Plasma Chemistry Breakthrough Could Pave the Way for Next-Generation Computer Chips

A New Path Forward for Semiconductor Manufacturing

Engineers working to push computer chips beyond their current physical limits may have just gotten a significant boost. A newly developed technique using plasma processing could make it far easier to work with the ultrathin materials considered essential for the next generation of electronics.

Researchers discovered that applying oxygen or fluorine to a material called molybdenum disulfide before plasma exposure allows manufacturers to remove just the outermost layer of atoms with far greater precision and safety. The findings were published in the Journal of Physical Chemistry Letters.

Why Silicon Alone Is No Longer Enough

Silicon has served as the backbone of computer chip manufacturing for decades. However, engineers are increasingly bumping up against the material's fundamental physical boundaries. As demand for smaller, faster, and more energy-efficient devices continues to grow, researchers are exploring ways to supplement silicon with advanced ultrathin materials.

One of the most promising categories is known as transition metal dichalcogenides, or TMDs. A standout candidate within this group is molybdenum disulfide — a material only three atoms thick, composed of a single layer of molybdenum sandwiched between two layers of sulfur.

For future transistors that integrate both silicon and TMD materials, manufacturers must be able to selectively strip away atoms from only the top sulfur layer, leaving everything beneath it completely intact.

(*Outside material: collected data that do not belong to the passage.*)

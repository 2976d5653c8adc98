//! String-keyed attribute and format maps.
//!
//! Codec capability metadata arrives as a flat map of string keys to string
//! or integer values ("size-range" -> "64x64-1920x1088"), and format
//! queries use the same shape ("width" -> 1280). [`FormatMap`] is the
//! shared container; the free functions parse the value syntaxes:
//!
//! - Sizes: `WxH` (also `W*H`)
//! - Integer ranges: `lo-hi` or a single value
//! - Rational ranges: `n:d-n:d` (also `n/d`)
//! - Size ranges: `WxH-WxH` or a single size
//! - Range lists: comma-separated `lo-hi` tokens

use crate::error::{CapsError, Result};
use crate::range::Range;
use crate::rational::Rational;
use serde::{Deserialize, Serialize};
use std::collections::BTreeMap;

/// A value in a [`FormatMap`].
#[derive(Debug, Clone, PartialEq, Eq, Serialize, Deserialize)]
pub enum Value {
    /// Integer value.
    Int(i64),
    /// String value.
    Str(String),
}

/// A flat string-keyed map describing a codec's declared capabilities or a
/// candidate format to validate. Unrecognized keys are carried but ignored.
#[derive(Debug, Clone, Default, PartialEq, Eq, Serialize, Deserialize)]
pub struct FormatMap {
    entries: BTreeMap<String, Value>,
}

impl FormatMap {
    /// Create an empty map.
    pub fn new() -> Self {
        Self::default()
    }

    /// Set an integer value.
    pub fn set_int(&mut self, key: &str, value: i64) -> &mut Self {
        self.entries.insert(key.to_string(), Value::Int(value));
        self
    }

    /// Set a string value.
    pub fn set_str(&mut self, key: &str, value: &str) -> &mut Self {
        self.entries
            .insert(key.to_string(), Value::Str(value.to_string()));
        self
    }

    /// Get an integer value. Integer-shaped strings are accepted too, since
    /// enumeration layers routinely deliver numbers as text.
    pub fn get_int(&self, key: &str) -> Option<i64> {
        match self.entries.get(key)? {
            Value::Int(v) => Some(*v),
            Value::Str(s) => s.trim().parse().ok(),
        }
    }

    /// Get a string value.
    pub fn get_str(&self, key: &str) -> Option<&str> {
        match self.entries.get(key)? {
            Value::Str(s) => Some(s),
            Value::Int(_) => None,
        }
    }

    /// Whether the map contains `key`.
    pub fn contains_key(&self, key: &str) -> bool {
        self.entries.contains_key(key)
    }

    /// Iterate over all keys.
    pub fn keys(&self) -> impl Iterator<Item = &str> {
        self.entries.keys().map(|k| k.as_str())
    }

    /// Copy of this map with `key` removed. Used by the format matcher to
    /// strip the profile key before the second validation pass.
    pub fn without(&self, key: &str) -> Self {
        let mut entries = self.entries.clone();
        entries.remove(key);
        Self { entries }
    }

    /// Number of entries.
    pub fn len(&self) -> usize {
        self.entries.len()
    }

    /// Whether the map is empty.
    pub fn is_empty(&self) -> bool {
        self.entries.is_empty()
    }
}

/// Recognized keys for capability attribute maps and candidate formats.
pub mod keys {
    /// Media type, e.g. `video/avc`.
    pub const MIME: &str = "mime";

    // candidate-format keys
    pub const WIDTH: &str = "width";
    pub const HEIGHT: &str = "height";
    pub const FRAME_RATE: &str = "frame-rate";
    pub const BITRATE: &str = "bitrate";
    pub const MAX_BITRATE: &str = "max-bitrate";
    pub const SAMPLE_RATE: &str = "sample-rate";
    pub const CHANNEL_COUNT: &str = "channel-count";
    pub const PROFILE: &str = "profile";
    pub const LEVEL: &str = "level";
    pub const COMPLEXITY: &str = "complexity";
    pub const QUALITY: &str = "quality";
    pub const BITRATE_MODE: &str = "bitrate-mode";
    /// AAC alias for [`PROFILE`]; must agree with it when both are given.
    pub const AAC_PROFILE: &str = "aac-profile";
    /// FLAC alias for [`COMPLEXITY`]; must agree with it when both are given.
    pub const FLAC_COMPRESSION_LEVEL: &str = "flac-compression-level";

    // capability attribute keys
    pub const BLOCK_SIZE: &str = "block-size";
    pub const ALIGNMENT: &str = "alignment";
    pub const BLOCK_COUNT_RANGE: &str = "block-count-range";
    pub const BLOCKS_PER_SECOND_RANGE: &str = "blocks-per-second-range";
    pub const SIZE_RANGE: &str = "size-range";
    pub const BLOCK_ASPECT_RATIO_RANGE: &str = "block-aspect-ratio-range";
    pub const PIXEL_ASPECT_RATIO_RANGE: &str = "pixel-aspect-ratio-range";
    pub const FRAME_RATE_RANGE: &str = "frame-rate-range";
    pub const BITRATE_RANGE: &str = "bitrate-range";
    pub const SAMPLE_RATE_RANGES: &str = "sample-rate-ranges";
    pub const MAX_CHANNEL_COUNT: &str = "max-channel-count";
    pub const COMPLEXITY_RANGE: &str = "complexity-range";
    pub const QUALITY_RANGE: &str = "quality-range";
    pub const COMPLEXITY_DEFAULT: &str = "complexity-default";
    pub const QUALITY_DEFAULT: &str = "quality-default";
    pub const QUALITY_SCALE: &str = "quality-scale";
    pub const FEATURE_BITRATE_CONTROL: &str = "feature-bitrate-control";
    pub const FEATURE_CAN_SWAP_WIDTH_HEIGHT: &str = "feature-can-swap-width-height";
    pub const MAX_CONCURRENT_INSTANCES: &str = "max-concurrent-instances";
    /// Prefix of per-feature flags, `feature-<name>`.
    pub const FEATURE_PREFIX: &str = "feature-";
    /// Prefix of measured frame-rate keys,
    /// `measured-frame-rate-WIDTHxHEIGHT-range`.
    pub const MEASURED_FRAME_RATE_PREFIX: &str = "measured-frame-rate-";
    /// Suffix of measured frame-rate keys.
    pub const MEASURED_FRAME_RATE_SUFFIX: &str = "-range";
}

fn invalid(key: &str, value: &str, reason: &str) -> CapsError {
    CapsError::InvalidValue {
        key: key.to_string(),
        value: value.to_string(),
        reason: reason.to_string(),
    }
}

/// Parse a `WxH` size token (also accepts `W*H`). Dimensions must be
/// positive; the lower end of a size range is the one place zero is
/// meaningful, handled by [`parse_size_range`].
pub fn parse_size(key: &str, s: &str) -> Result<(i32, i32)> {
    let (w, h) = parse_size_lenient(key, s)?;
    if w == 0 || h == 0 {
        return Err(invalid(key, s, "dimensions must be positive"));
    }
    Ok((w, h))
}

/// Parse a `WxH` size token, allowing zero dimensions.
fn parse_size_lenient(key: &str, s: &str) -> Result<(i32, i32)> {
    let s = s.trim();
    let (w, h) = s
        .split_once(['x', 'X', '*'])
        .ok_or_else(|| invalid(key, s, "expected WxH"))?;
    let w: i32 = w
        .trim()
        .parse()
        .map_err(|_| invalid(key, s, "width is not an integer"))?;
    let h: i32 = h
        .trim()
        .parse()
        .map_err(|_| invalid(key, s, "height is not an integer"))?;
    if w < 0 || h < 0 {
        return Err(invalid(key, s, "dimensions must be non-negative"));
    }
    Ok((w, h))
}

/// Parse an integer range token: `lo-hi` or a single value.
pub fn parse_int_range(key: &str, s: &str) -> Result<Range<i32>> {
    let r = parse_long_range(key, s)?;
    let clamp = |v: i64| v.clamp(i32::MIN as i64, i32::MAX as i64) as i32;
    Range::new(clamp(r.lower()), clamp(r.upper()))
}

/// Parse a 64-bit integer range token: `lo-hi` or a single value.
pub fn parse_long_range(key: &str, s: &str) -> Result<Range<i64>> {
    let s = s.trim();
    if s.is_empty() {
        return Err(invalid(key, s, "empty range"));
    }
    // split on the dash separating the bounds, not a leading sign
    let (lo, hi) = match s[1..].find('-') {
        Some(idx) => (&s[..idx + 1], &s[idx + 2..]),
        None => (s, s),
    };
    let lo: i64 = lo
        .trim()
        .parse()
        .map_err(|_| invalid(key, s, "lower bound is not an integer"))?;
    let hi: i64 = hi
        .trim()
        .parse()
        .map_err(|_| invalid(key, s, "upper bound is not an integer"))?;
    Range::new(lo, hi)
}

fn parse_rational(key: &str, s: &str) -> Result<Rational> {
    let s = s.trim();
    if let Some((num, den)) = s.split_once([':', '/']) {
        let num: i64 = num
            .trim()
            .parse()
            .map_err(|_| invalid(key, s, "numerator is not an integer"))?;
        let den: i64 = den
            .trim()
            .parse()
            .map_err(|_| invalid(key, s, "denominator is not an integer"))?;
        if den == 0 {
            return Err(invalid(key, s, "denominator is zero"));
        }
        Ok(Rational::new(num, den))
    } else {
        let v: i64 = s
            .parse()
            .map_err(|_| invalid(key, s, "not a rational"))?;
        Ok(Rational::from_int(v))
    }
}

/// Parse a rational range token: `n:d-n:d`, `n/d-n/d` or a single rational.
pub fn parse_rational_range(key: &str, s: &str) -> Result<Range<Rational>> {
    let s = s.trim();
    let (lo, hi) = match s.split_once('-') {
        Some((lo, hi)) => (lo, hi),
        None => (s, s),
    };
    Range::new(parse_rational(key, lo)?, parse_rational(key, hi)?)
}

/// Parse a size range token `WxH-WxH` (or a single `WxH`) into separate
/// width and height ranges. The lower size may be `0x0`, the conventional
/// spelling for "no minimum".
pub fn parse_size_range(key: &str, s: &str) -> Result<(Range<i32>, Range<i32>)> {
    let s = s.trim();
    let ((w0, h0), (w1, h1)) = match s.split_once('-') {
        Some((lo, hi)) => (parse_size_lenient(key, lo)?, parse_size(key, hi)?),
        None => {
            let size = parse_size(key, s)?;
            (size, size)
        }
    };
    Ok((Range::new(w0, w1)?, Range::new(h0, h1)?))
}

/// Parse a comma-separated list of `lo-hi` tokens into sorted, merged,
/// disjoint ranges.
pub fn parse_int_ranges(key: &str, s: &str) -> Result<Vec<Range<i32>>> {
    let mut ranges = Vec::new();
    for token in s.split(',') {
        ranges.push(parse_int_range(key, token)?);
    }
    ranges.sort_by_key(|r| r.lower());
    // merge overlapping or adjacent ranges
    let mut merged: Vec<Range<i32>> = Vec::with_capacity(ranges.len());
    for r in ranges {
        match merged.last_mut() {
            Some(last) if r.lower() <= last.upper().saturating_add(1) => {
                *last = last.extend(&r);
            }
            _ => merged.push(r),
        }
    }
    Ok(merged)
}

#[cfg(test)]
mod tests {
    use super::*;

    #[test]
    fn map_typed_getters() {
        let mut map = FormatMap::new();
        map.set_int("width", 1920).set_str("mime", "video/avc");
        assert_eq!(map.get_int("width"), Some(1920));
        assert_eq!(map.get_str("mime"), Some("video/avc"));
        assert_eq!(map.get_str("width"), None);
        assert_eq!(map.get_int("height"), None);
    }

    #[test]
    fn map_int_shaped_strings_coerce() {
        let mut map = FormatMap::new();
        map.set_str("max-channel-count", "6");
        assert_eq!(map.get_int("max-channel-count"), Some(6));
    }

    #[test]
    fn without_leaves_original_untouched() {
        let mut map = FormatMap::new();
        map.set_int("profile", 1).set_int("width", 640);
        let stripped = map.without("profile");
        assert!(!stripped.contains_key("profile"));
        assert!(map.contains_key("profile"));
    }

    #[test]
    fn parse_size_variants() {
        assert_eq!(parse_size("block-size", "16x16").unwrap(), (16, 16));
        assert_eq!(parse_size("block-size", "64*32").unwrap(), (64, 32));
        assert!(parse_size("block-size", "16").is_err());
        assert!(parse_size("block-size", "0x16").is_err());
    }

    #[test]
    fn parse_int_range_variants() {
        let r = parse_int_range("bitrate-range", "4000-20000000").unwrap();
        assert_eq!((r.lower(), r.upper()), (4000, 20_000_000));
        let single = parse_int_range("bitrate-range", "48000").unwrap();
        assert_eq!((single.lower(), single.upper()), (48000, 48000));
        assert!(parse_int_range("bitrate-range", "hi-lo").is_err());
    }

    #[test]
    fn parse_rational_range_variants() {
        let r = parse_rational_range("block-aspect-ratio-range", "1:4-16:1").unwrap();
        assert_eq!(r.lower(), Rational::new(1, 4));
        assert_eq!(r.upper(), Rational::new(16, 1));
    }

    #[test]
    fn parse_size_range_splits_axes() {
        let (w, h) = parse_size_range("size-range", "64x64-1920x1088").unwrap();
        assert_eq!((w.lower(), w.upper()), (64, 1920));
        assert_eq!((h.lower(), h.upper()), (64, 1088));
    }

    #[test]
    fn parse_size_range_accepts_a_zero_lower_size() {
        let (w, h) = parse_size_range("size-range", "0x0-4096x2304").unwrap();
        assert_eq!((w.lower(), w.upper()), (0, 4096));
        assert_eq!((h.lower(), h.upper()), (0, 2304));
        // zero stays invalid for the upper size and for single sizes
        assert!(parse_size_range("size-range", "64x64-0x0").is_err());
        assert!(parse_size_range("size-range", "0x0").is_err());
    }

    #[test]
    fn parse_int_ranges_merges_and_sorts() {
        let list = parse_int_ranges("sample-rate-ranges", "44100,8000-16000,16000-22050").unwrap();
        assert_eq!(list.len(), 2);
        assert_eq!((list[0].lower(), list[0].upper()), (8000, 22050));
        assert_eq!((list[1].lower(), list[1].upper()), (44100, 44100));
    }
}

The Challenge of Plasma-Based Atom Removal

One established method for removing surface atoms involves plasma — the high-energy state of matter present in stars like the Sun. Under precise conditions, particles within a plasma can collide with a material's surface and dislodge individual atoms.

The difficulty lies in achieving exactly the right energy level. Removing sulfur atoms from the top layer requires enough force to break surface bonds, but too much energy risks damaging the molybdenum layer underneath. The margin between success and destruction is razor-thin, making a reliable, repeatable process extremely hard to achieve.

Plasma research has been a core focus at the U.S. Department of Energy's Princeton Plasma Physics Laboratory (PPPL) for more than 75 years, and this study draws directly on that expertise.

How Oxygen and Fluorine Change the Equation

Using advanced computer simulations, researchers found that pretreating molybdenum disulfide with either oxygen or fluorine before plasma exposure substantially lowers the energy threshold needed to remove surface sulfur atoms.

The Energy Numbers Tell the Story

On an untreated surface, dislodging a sulfur atom requires approximately 30 electron volts of energy. After fluorine pretreatment, that threshold drops to around 10 electron volts. Oxygen pretreatment reduces it to roughly 14 electron volts.

This reduction is critically important because plasma ions naturally vary in their energy levels — not every particle carries the same charge. On an untreated surface, the narrow energy window between removing sulfur atoms and inadvertently damaging the molybdenum layer below means some ions will inevitably cause harm.

By lowering the removal threshold to 10 or 14 electron volts, the technique creates a far wider and more forgiving operating window, giving manufacturers significantly more control over the process.

Chemistry Doing the Heavy Lifting

Rather than relying purely on physical force to knock atoms free, the new approach harnesses chemical reactions to assist the removal process.

When a plasma ion strikes an oxygen-treated surface, two oxygen atoms can bond with a neighboring sulfur atom to form sulfur dioxide — a stable gas that naturally lifts off the surface on its own. Fluorine behaves in a comparable way, generating sulfur-fluorine compounds that detach with much less effort.

"We are not directly breaking the bonds," explained Yury Polyachenko, a Princeton University chemistry graduate student and lead author of the study, who also worked at PPPL during the summer of 2025. "We are forming some intermediate products, such as sulfur dioxide. This intermediate product is much easier to break off."

What Comes Next

The research team is already planning the next phase of investigation, aiming to quantify the degree of damage the process causes rather than simply determining whether damage occurs at all.

Beyond that, the researchers intend to test whether the same chemical pretreatment strategy works for related TMD materials — for example, substituting tungsten for molybdenum or selenium for sulfur — to determine just how broadly the technique can be applied across different material systems.

The study was conducted by Polyachenko alongside PPPL researchers Igor Kaganovich and Shoaib Khalid, as well as PPPL alumnus Yuri Barsukov. It received support from the Department of Energy's Office of Science, covering both Fusion Energy Sciences and Basic Energy Sciences, under the Extreme Lithography and Materials Innovation Center initiative. Computational work was carried out at the National Energy Research Scientific Computing Center and Princeton University's high-performance computing clusters.